The Danish straits are the straits connecting the Baltic Sea to the North Sea through the Kattegat and Skagerrak. Historically, the Danish straits were internal waterways of Denmark; however, following territorial losses, Øresund and Fehmarn Belt are now shared with Sweden and Germany, while the Great Belt and the Little Belt have remained Danish territorial waters. The Copenhagen Convention of 1857 made all the Danish straits open to commercial shipping. The straits have generally been regarded as an international waterway.

Toponymy and geography
Five straits are named 'belt' (Danish: bælt), the only ones in the world. Several other straits are named 'sound' (Danish, Swedish and German: sund).

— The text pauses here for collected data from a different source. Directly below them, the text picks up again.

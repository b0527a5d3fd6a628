//! # extsync management server
//!
//! `extsync` is the management server of the extension-sync platform:
//! workstation agents report and pull VS Code extension state, and the
//! dashboard administers profiles and users through this API.
//!
//! ## Authentication
//!
//! Requests authenticate with short-lived HMAC-signed bearer tokens issued
//! at login; sessions are kept alive with opaque refresh tokens that are
//! stored only as SHA-256 digests. Accounts come into existence through
//! single-use, time-boxed invitations.
//!
//! ## Authorization & abuse protection
//!
//! Access is controlled by a fixed role hierarchy (`viewer` < `manager` <
//! `admin`) enforced per route. Every request passes through CORS, a body
//! size cap and a per-address sliding-window rate limiter before any
//! credential is examined; login attempts are additionally throttled per
//! address and per account.

pub mod api;
pub mod audit;
pub mod auth;
pub mod cli;

#[allow(clippy::doc_markdown, clippy::needless_raw_string_hashes)]
pub mod built_info {
    include!(concat!(env!("OUT_DIR"), "/built.rs"));
}

pub const GIT_COMMIT_HASH: &str = match built_info::GIT_COMMIT_HASH {
    Some(hash) => hash,
    None => "unknown",
};

pub const APP_USER_AGENT: &str = concat!(env!("CARGO_PKG_NAME"), "/", env!("CARGO_PKG_VERSION"),);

Where an island is situated between a "belt" and a "sound", typically the broader strait is called "belt" and the narrower one is the "sound":

 Als: 
 separated from the continent by Alssund 
 separated from Fyn by the southern part of the Little Belt, an area referred to in German (but not Danish) as Alsenbelt
 Fehmarn
 separated from the continent by Fehmarnsund, also Femersund
 separated from Lolland by Fehmarnbelt (German) / Femerbelt (Platt) / Femernbælt (former spelling: Femer Bælt)

 Langeland: 
 separated from Tåsinge Island by Siø Sund (Tåsinge itself is separated from Fyn by Svendborg Sund)
 separated from Lolland by Langelandsbælt, the southern part of Great Belt
 Lolland: 
 separated from Falster Island by Guldborgsund (Falster itself is separated from Zealand by Storstrømmen Strait)
 separated from Langeland by Langelandsbælt
 separated from Fehmarn by Femernbælt, which is the common continuation of Great Belt–Langelandsbælt and Little Belt
 Zealand (Danish: Sjælland)
 separated from Scandinavian peninsula of the continent by Øresund (Danish) / Öresund (Swedish)
 separated from Fyn Island by the Great Belt

Etymology of "sound" / "sund"

The Germanic word "sound" has the same root as the verb to sunder in the meaning of "to separate". The Old Norse form of that verb is sundr. In Norway hundreds of narrow straits separating islands and combining fjords or outer parts of fjords are named "Sund".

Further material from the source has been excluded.